The Journal of Extension - www.joe.org

December 2018 // Volume 56 // Number 7 // Commentary // 7COM2

Commentaries conform to JOE submission standards and provide an opportunity for Extension professionals to exchange perspectives and ideas.

Ensuring Food Safety as Demand for Improved Food System Efficiency Increases

Abstract
Food security and safety issues have been central to Extension programming since its inception, but emerging concerns over the issues of food waste and system inefficiency have brought new challenges to the forefront. Social change ideas related to reducing food waste include use of secondary quality produce, date label elimination, repurposing of food scraps, and donation and gleaning of food. Implementation of these ideas often intersects with issues of food safety. Therefore, it is incumbent on Extension professionals nationwide to consider how best to use content and expertise to address modern food security, food waste, and food safety challenges.


Abigail Snyder
Assistant Professor and Food Safety Field Specialist
The Ohio State University
Wooster, Ohio
Snyder.814@osu.edu
@badfoodisbad

Kate Shumaker
Extension Educator, Family Consumer Sciences
The Ohio State University, Holmes County Extension Office
Millersburg, Ohio
Shumaker.68@osu.edu

Nicole Nelsen
Master of Public Health–Veterinary Public Health
The Ohio State University
Columbus, Ohio
Nelsen.21@osu.edu

Introduction

In the United States, the joint issues of food insecurity and food safety affect millions of people (Hic, Pradhan, Rybski, & Kropp, 2016). In 2016, over 12% of U.S. households experienced food insecurity—a figure that remained essentially unchanged from 2015 despite emerging efforts to address the issue (U.S. Department of Agriculture, n.d.-a). Concerns about food insecurity are inextricably linked to concerns about food waste. The Food and Agriculture Organization of the United Nations has estimated that approximately 1.3 billion tn of food (one third of the total food supply) is wasted annually (Gustavsson, Cederberg, Sonesson, Otterdijk, & Meybeck, 2011). To combat this issue, the U.S. Department of Agriculture and U.S. Environmental Protection Agency started the U.S. Food Waste Challenge. The Food Waste Challenge promotes system efficiency goals, to be achieved by 2030, for reduction, recovery, and recycling related to food waste (U.S. Department of Agriculture, n.d.-b). Meanwhile, food safety continues to be a public health threat. Estimates from the Centers for Disease Control and Prevention (2016) have indicated that 47.8 million illnesses are acquired each year from food-borne pathogens. This means that roughly one in six people in the United States contract a food-borne illness every year.

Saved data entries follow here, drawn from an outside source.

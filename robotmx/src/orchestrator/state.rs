//! Server-side attributes and the foreground slot.
//!
//! Every mutation goes through a setter that publishes a `values` update
//! carrying the changed key, so subscribers never need to poll `refresh`.

use std::collections::BTreeMap;
use std::sync::{Arc, Mutex, MutexGuard};

use serde::Serialize;
use shared_types::{
    DumbbellState, HolderType, PortState, Position, PreparedState, PuckState, RobotStatus,
    SampleLocations, ServerSnapshot, PORTS_PER_POSITION, PUCK_SLOTS,
};
use tokio::sync::{OwnedSemaphorePermit, Semaphore};

use crate::hardware::HardwareUpdate;
use crate::reporter::SharedOperationReporter;

#[derive(Debug)]
struct Values {
    motors_locked: bool,
    auto_heat_cool_allowed: bool,
    status: RobotStatus,
    pins_mounted: u32,
    pins_lost: u32,
    sample_locations: SampleLocations,
    dumbbell_state: DumbbellState,
    holder_types: BTreeMap<Position, HolderType>,
    height_errors: BTreeMap<Position, Option<f64>>,
    puck_states: BTreeMap<Position, BTreeMap<String, PuckState>>,
    port_states: BTreeMap<Position, Vec<PortState>>,
    port_distances: BTreeMap<Position, Vec<Option<f64>>>,
    last_calibrations: BTreeMap<String, String>,
}

impl Default for Values {
    fn default() -> Self {
        Self {
            motors_locked: false,
            auto_heat_cool_allowed: true,
            status: RobotStatus::default(),
            pins_mounted: 0,
            pins_lost: 0,
            sample_locations: SampleLocations::default(),
            dumbbell_state: DumbbellState::default(),
            holder_types: Position::ALL
                .iter()
                .map(|p| (*p, HolderType::Unknown))
                .collect(),
            height_errors: Position::ALL.iter().map(|p| (*p, None)).collect(),
            puck_states: Position::ALL
                .iter()
                .map(|p| {
                    let slots = PUCK_SLOTS
                        .iter()
                        .map(|slot| (slot.to_string(), PuckState::Unknown))
                        .collect();
                    (*p, slots)
                })
                .collect(),
            port_states: Position::ALL
                .iter()
                .map(|p| (*p, vec![PortState::Unknown; PORTS_PER_POSITION]))
                .collect(),
            port_distances: Position::ALL
                .iter()
                .map(|p| (*p, vec![None; PORTS_PER_POSITION]))
                .collect(),
            last_calibrations: BTreeMap::new(),
        }
    }
}

/// Overwrite `target[start..]` with `values`, dropping anything past the end.
fn splice<T: Clone>(target: &mut [T], start: usize, values: &[T]) {
    for (slot, value) in target.iter_mut().skip(start).zip(values) {
        *slot = value.clone();
    }
}

pub struct ServerState {
    robot_name: String,
    values: Mutex<Values>,
    reporter: SharedOperationReporter,
}

impl ServerState {
    pub fn new(robot_name: impl Into<String>, reporter: SharedOperationReporter) -> Self {
        Self {
            robot_name: robot_name.into(),
            values: Mutex::new(Values::default()),
            reporter,
        }
    }

    fn lock(&self) -> MutexGuard<'_, Values> {
        self.values
            .lock()
            .unwrap_or_else(|poisoned| poisoned.into_inner())
    }

    fn publish<T: Serialize>(&self, entries: &[(&str, &T)]) {
        let mut values = serde_json::Map::new();
        for (key, value) in entries {
            match serde_json::to_value(value) {
                Ok(value) => {
                    values.insert((*key).to_string(), value);
                }
                Err(e) => tracing::warn!(key = *key, error = %e, "Failed to serialize value"),
            }
        }
        if !values.is_empty() {
            self.reporter.values_update(values);
        }
    }

    pub fn motors_locked(&self) -> bool {
        self.lock().motors_locked
    }

    pub fn auto_heat_cool_allowed(&self) -> bool {
        self.lock().auto_heat_cool_allowed
    }

    pub fn set_motors_locked(&self, locked: bool) {
        self.lock().motors_locked = locked;
        self.publish(&[("motors_locked", &locked)]);
    }

    pub fn set_auto_heat_cool_allowed(&self, allowed: bool) {
        self.lock().auto_heat_cool_allowed = allowed;
        self.publish(&[("auto_heat_cool_allowed", &allowed)]);
    }

    pub fn set_mount_counters(&self, pins_mounted: u32, pins_lost: u32) {
        {
            let mut values = self.lock();
            values.pins_mounted = pins_mounted;
            values.pins_lost = pins_lost;
        }
        self.publish(&[("pins_mounted", &pins_mounted), ("pins_lost", &pins_lost)]);
    }

    pub fn set_sample_locations(&self, locations: SampleLocations) {
        self.lock().sample_locations = locations.clone();
        self.publish(&[("sample_locations", &locations)]);
    }

    /// Apply controller telemetry.
    pub fn apply(&self, update: HardwareUpdate) {
        match update {
            HardwareUpdate::CassetteType {
                position,
                holder_type,
                min_height_error,
            } => {
                let (holder_types, height_errors) = {
                    let mut values = self.lock();
                    values.holder_types.insert(position, holder_type);
                    values.height_errors.insert(position, min_height_error);
                    (values.holder_types.clone(), values.height_errors.clone())
                };
                self.publish(&[("holder_types", &holder_types)]);
                self.publish(&[("height_errors", &height_errors)]);
            }
            HardwareUpdate::PuckStates {
                position,
                start,
                values: states,
            } => {
                if states.is_empty() {
                    return;
                }
                let puck_states = {
                    let mut values = self.lock();
                    let slots = values.puck_states.entry(position).or_default();
                    for (slot, state) in PUCK_SLOTS.iter().skip(start).zip(states) {
                        slots.insert(slot.to_string(), state);
                    }
                    values.puck_states.clone()
                };
                self.publish(&[("puck_states", &puck_states)]);
            }
            HardwareUpdate::PortStates {
                position,
                start,
                values: states,
            } => {
                let port_states = {
                    let mut values = self.lock();
                    if let Some(ports) = values.port_states.get_mut(&position) {
                        splice(ports, start, &states);
                    }
                    values.port_states.clone()
                };
                self.publish(&[("port_states", &port_states)]);
            }
            HardwareUpdate::SampleDistances {
                position,
                start,
                values: distances,
            } => {
                let port_distances = {
                    let mut values = self.lock();
                    if let Some(ports) = values.port_distances.get_mut(&position) {
                        splice(ports, start, &distances);
                    }
                    values.port_distances.clone()
                };
                self.publish(&[("port_distances", &port_distances)]);
            }
            HardwareUpdate::SampleLocations(locations) => self.set_sample_locations(locations),
            HardwareUpdate::MountCounters {
                pins_mounted,
                pins_lost,
            } => self.set_mount_counters(pins_mounted, pins_lost),
            HardwareUpdate::Calibration { name, timestamp } => {
                let last_calibrations = {
                    let mut values = self.lock();
                    values.last_calibrations.insert(name, timestamp);
                    values.last_calibrations.clone()
                };
                self.publish(&[("last_calibrations", &last_calibrations)]);
            }
            HardwareUpdate::Dumbbell(state) => {
                self.lock().dumbbell_state = state;
                self.publish(&[("dumbbell_state", &state)]);
            }
            HardwareUpdate::Status(status) => {
                self.lock().status = status;
                self.publish(&[("status", &status)]);
            }
        }
    }

    pub fn snapshot(&self, prepared: PreparedState) -> ServerSnapshot {
        let values = self.lock();
        ServerSnapshot {
            robot_name: self.robot_name.clone(),
            motors_locked: values.motors_locked,
            auto_heat_cool_allowed: values.auto_heat_cool_allowed,
            status: values.status,
            pins_mounted: values.pins_mounted,
            pins_lost: values.pins_lost,
            sample_locations: values.sample_locations.clone(),
            dumbbell_state: values.dumbbell_state,
            holder_types: values.holder_types.clone(),
            height_errors: values.height_errors.clone(),
            puck_states: values.puck_states.clone(),
            port_states: values.port_states.clone(),
            port_distances: values.port_distances.clone(),
            last_calibrations: values.last_calibrations.clone(),
            prepared,
        }
    }
}

/// Single slot shared by all foreground operations. Never waits.
#[derive(Debug, Clone)]
pub struct ForegroundSlot {
    semaphore: Arc<Semaphore>,
}

impl Default for ForegroundSlot {
    fn default() -> Self {
        Self::new()
    }
}

impl ForegroundSlot {
    pub fn new() -> Self {
        Self {
            semaphore: Arc::new(Semaphore::new(1)),
        }
    }

    /// Take the slot if free. The slot is released when the permit drops.
    pub fn try_acquire(&self) -> Option<OwnedSemaphorePermit> {
        self.semaphore.clone().try_acquire_owned().ok()
    }

    pub fn is_held(&self) -> bool {
        self.semaphore.available_permits() == 0
    }
}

For its part, Extension has addressed the issues of food security and food safety for decades. Extension food security and food safety programs manifested as Depression-era resource and nutrition management and food preservation education. More recently, Extension has provided food security programs focused on delivering Supplemental Nutrition Assistance Program Education and food safety programs related to ServSafe training, good agricultural practices, and quantity cooking. Such programs continue Extension's line of consumer education on selecting, storing, and serving food safely while making the most of the household budget. As food trends and challenges change, Extension continues to serve an important role in the development and implementation of solutions to related problems.

Currently, in the face of initiatives such as the U.S. Food Waste Challenge, increasing attention is being directed at addressing the problem of food waste through modification of consumer behavior. Socially conscious special interest groups and idea leaders have begun promoting food handling behaviors that focus on increasing the percentage of produced food consumed by implementing community programming, changes to food policy, and viral social media campaigns. Although behavioral changes that increase the efficiency of the food system are vital to its sustainability, these changes should be evaluated for their food safety trade-offs. As novel methods for reducing food waste or increasing food system sustainability are explored, we in Extension need to help consumers understand associated safe and effective food handling practices. We should focus our efforts on promoting changes that maximize food security and sustainability while minimizing associated food safety risks and on engaging special interest groups and idea leaders so that neither of these two variables is overlooked. Here, we explore ways in which food waste reduction strategies have the potential for unintended food safety outcomes, and we provide recommendations for Extension's response to this situation.

Problem Areas and Associated Education Needs

Four common food waste reduction strategies and associated unintended results serve to illustrate the importance of balancing guidance on food waste reduction with food safety implications. Those strategies relate to consumption of secondary quality produce, date label confusion, use of scraps and waste, and food bank contributions, and Extension educators can develop recommendations and materials to address education needs associated with each.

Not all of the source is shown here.